§ WORK ITEM
Entries follow. Give back exactly the lines starting at the one containing "repository fcd92bbdbec6e79e" and ending at the one containing "impl fmt::Display for", and no other lines.

[Saved data entries]
● ● ● ● ●
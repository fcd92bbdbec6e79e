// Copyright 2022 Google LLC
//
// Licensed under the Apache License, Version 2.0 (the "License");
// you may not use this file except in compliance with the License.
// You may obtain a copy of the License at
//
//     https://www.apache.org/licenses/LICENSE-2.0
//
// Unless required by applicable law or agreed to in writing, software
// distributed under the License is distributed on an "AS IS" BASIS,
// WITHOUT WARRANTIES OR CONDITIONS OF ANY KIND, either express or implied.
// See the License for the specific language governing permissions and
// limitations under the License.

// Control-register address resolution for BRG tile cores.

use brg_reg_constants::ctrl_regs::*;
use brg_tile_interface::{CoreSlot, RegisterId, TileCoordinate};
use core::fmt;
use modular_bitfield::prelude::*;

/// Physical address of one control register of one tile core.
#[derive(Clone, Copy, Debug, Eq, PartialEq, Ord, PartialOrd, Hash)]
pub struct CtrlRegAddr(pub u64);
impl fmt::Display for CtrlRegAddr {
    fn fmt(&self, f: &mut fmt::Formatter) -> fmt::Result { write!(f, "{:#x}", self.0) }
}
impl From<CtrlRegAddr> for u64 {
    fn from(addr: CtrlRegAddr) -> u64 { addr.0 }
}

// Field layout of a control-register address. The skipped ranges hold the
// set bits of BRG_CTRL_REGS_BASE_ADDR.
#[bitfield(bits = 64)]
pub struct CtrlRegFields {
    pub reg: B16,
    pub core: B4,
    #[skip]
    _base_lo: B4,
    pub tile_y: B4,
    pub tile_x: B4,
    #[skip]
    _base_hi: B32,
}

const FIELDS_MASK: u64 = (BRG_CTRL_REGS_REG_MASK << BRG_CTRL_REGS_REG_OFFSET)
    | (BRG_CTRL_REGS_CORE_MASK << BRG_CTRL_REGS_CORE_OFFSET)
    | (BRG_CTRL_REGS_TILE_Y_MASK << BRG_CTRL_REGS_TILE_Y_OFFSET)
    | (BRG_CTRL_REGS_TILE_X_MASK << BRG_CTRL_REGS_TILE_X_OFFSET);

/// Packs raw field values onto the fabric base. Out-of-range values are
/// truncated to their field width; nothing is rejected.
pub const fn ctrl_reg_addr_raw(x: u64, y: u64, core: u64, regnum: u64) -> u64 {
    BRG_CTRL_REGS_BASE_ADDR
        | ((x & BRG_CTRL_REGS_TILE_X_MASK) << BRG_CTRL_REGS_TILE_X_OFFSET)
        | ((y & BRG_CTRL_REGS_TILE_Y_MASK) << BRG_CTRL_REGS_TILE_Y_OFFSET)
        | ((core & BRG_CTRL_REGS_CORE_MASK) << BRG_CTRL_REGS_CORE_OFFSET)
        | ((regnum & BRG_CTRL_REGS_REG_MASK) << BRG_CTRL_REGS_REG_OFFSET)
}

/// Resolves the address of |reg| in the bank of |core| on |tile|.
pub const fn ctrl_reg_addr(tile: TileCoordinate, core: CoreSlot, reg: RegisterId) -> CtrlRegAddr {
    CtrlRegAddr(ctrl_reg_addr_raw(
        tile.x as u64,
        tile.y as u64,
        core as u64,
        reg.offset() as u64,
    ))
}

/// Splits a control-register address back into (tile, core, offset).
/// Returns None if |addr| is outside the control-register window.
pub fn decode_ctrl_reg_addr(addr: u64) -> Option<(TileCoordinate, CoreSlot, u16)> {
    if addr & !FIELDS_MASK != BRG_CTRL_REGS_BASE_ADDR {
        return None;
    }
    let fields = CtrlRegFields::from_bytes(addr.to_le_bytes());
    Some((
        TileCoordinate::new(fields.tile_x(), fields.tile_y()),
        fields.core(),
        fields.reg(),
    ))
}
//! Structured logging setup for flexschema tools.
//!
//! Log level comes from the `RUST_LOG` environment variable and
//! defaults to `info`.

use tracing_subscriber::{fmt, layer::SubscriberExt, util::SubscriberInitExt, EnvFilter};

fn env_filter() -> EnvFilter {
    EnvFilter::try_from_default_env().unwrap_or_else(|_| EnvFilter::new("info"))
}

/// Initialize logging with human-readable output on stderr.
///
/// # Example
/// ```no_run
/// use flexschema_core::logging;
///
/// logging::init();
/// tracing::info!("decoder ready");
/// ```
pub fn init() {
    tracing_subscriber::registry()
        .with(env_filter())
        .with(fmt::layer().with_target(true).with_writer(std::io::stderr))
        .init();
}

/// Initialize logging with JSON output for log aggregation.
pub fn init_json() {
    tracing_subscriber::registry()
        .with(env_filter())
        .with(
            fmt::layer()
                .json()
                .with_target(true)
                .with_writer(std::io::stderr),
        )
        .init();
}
● ● ● ● ●
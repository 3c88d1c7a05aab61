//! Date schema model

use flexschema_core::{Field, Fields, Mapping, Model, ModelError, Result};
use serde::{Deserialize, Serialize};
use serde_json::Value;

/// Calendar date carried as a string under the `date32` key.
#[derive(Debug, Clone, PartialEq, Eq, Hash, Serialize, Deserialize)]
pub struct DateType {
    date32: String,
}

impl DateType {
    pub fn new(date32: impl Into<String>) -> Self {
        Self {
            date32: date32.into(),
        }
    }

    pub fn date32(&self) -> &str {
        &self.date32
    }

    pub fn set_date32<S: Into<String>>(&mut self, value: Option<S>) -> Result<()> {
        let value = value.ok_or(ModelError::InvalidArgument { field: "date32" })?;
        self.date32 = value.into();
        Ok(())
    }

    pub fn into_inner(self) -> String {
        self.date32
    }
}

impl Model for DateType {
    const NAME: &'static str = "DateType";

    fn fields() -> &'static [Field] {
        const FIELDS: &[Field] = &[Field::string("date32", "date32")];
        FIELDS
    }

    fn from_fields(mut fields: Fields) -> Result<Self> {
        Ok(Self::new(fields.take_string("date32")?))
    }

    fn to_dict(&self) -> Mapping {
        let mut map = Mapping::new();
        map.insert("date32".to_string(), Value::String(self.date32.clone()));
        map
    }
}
● ● ● ● ●
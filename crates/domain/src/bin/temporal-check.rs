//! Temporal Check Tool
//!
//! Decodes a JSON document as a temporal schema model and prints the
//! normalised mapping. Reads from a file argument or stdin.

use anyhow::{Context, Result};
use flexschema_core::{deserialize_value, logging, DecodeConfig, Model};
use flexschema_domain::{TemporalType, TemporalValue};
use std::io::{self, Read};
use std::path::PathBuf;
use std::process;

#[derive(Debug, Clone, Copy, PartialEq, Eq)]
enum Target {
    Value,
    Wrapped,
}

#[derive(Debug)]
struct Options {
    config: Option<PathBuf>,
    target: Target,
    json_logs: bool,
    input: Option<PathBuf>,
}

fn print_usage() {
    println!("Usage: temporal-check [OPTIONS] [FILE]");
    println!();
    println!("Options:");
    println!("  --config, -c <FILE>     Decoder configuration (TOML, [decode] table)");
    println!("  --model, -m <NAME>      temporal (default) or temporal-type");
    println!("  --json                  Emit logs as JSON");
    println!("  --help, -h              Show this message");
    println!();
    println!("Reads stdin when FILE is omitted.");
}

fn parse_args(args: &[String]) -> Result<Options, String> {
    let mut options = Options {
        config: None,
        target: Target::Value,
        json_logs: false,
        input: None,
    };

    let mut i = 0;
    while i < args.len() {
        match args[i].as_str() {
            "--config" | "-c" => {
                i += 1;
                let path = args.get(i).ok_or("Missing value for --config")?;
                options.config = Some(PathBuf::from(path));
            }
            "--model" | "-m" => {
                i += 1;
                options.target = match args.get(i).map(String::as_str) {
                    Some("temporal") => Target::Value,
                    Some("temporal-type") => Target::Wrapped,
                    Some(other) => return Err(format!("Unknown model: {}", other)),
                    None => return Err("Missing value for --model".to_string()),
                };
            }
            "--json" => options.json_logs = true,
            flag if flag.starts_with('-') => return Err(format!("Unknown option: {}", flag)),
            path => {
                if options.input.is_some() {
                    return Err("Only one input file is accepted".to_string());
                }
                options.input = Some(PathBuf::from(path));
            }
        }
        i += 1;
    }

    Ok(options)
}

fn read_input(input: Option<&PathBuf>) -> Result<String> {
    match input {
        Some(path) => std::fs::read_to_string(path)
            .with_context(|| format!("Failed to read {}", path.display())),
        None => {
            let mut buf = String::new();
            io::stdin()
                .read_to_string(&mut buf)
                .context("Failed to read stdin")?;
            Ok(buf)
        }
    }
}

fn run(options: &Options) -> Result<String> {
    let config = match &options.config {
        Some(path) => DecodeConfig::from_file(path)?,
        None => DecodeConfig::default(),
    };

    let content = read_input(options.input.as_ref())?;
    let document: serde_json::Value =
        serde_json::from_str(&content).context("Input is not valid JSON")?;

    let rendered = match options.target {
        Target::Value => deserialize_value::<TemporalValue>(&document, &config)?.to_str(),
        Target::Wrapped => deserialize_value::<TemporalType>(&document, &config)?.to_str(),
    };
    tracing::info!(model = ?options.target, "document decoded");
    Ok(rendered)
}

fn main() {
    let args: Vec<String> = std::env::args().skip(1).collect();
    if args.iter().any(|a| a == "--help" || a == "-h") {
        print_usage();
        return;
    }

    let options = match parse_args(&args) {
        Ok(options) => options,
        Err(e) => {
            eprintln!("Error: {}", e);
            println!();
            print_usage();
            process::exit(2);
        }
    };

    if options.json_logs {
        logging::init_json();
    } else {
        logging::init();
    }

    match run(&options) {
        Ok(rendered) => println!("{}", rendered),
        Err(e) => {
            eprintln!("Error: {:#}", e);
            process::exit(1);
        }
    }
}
● ● ● ● ●
§ TASK OUTPUT
repository fcd92bbdbec6e79e
// Copyright 2022 Google LLC
//
// Licensed under the Apache License, Version 2.0 (the "License");
// you may not use this file except in compliance with the License.
// You may obtain a copy of the License at
//
//     https://www.apache.org/licenses/LICENSE-2.0
//
// Unless required by applicable law or agreed to in writing, software
// distributed under the License is distributed on an "AS IS" BASIS,
// WITHOUT WARRANTIES OR CONDITIONS OF ANY KIND, either express or implied.
// See the License for the specific language governing permissions and
// limitations under the License.

// Control-register address resolution for BRG tile cores.

use brg_reg_constants::ctrl_regs::*;
use brg_tile_interface::{CoreSlot, RegisterId, TileCoordinate};
use core::fmt;
use modular_bitfield::prelude::*;

/// Physical address of one control register of one tile core.
#[derive(Clone, Copy, Debug, Eq, PartialEq, Ord, PartialOrd, Hash)]
pub struct CtrlRegAddr(pub u64);
impl fmt::Display for CtrlRegAddr {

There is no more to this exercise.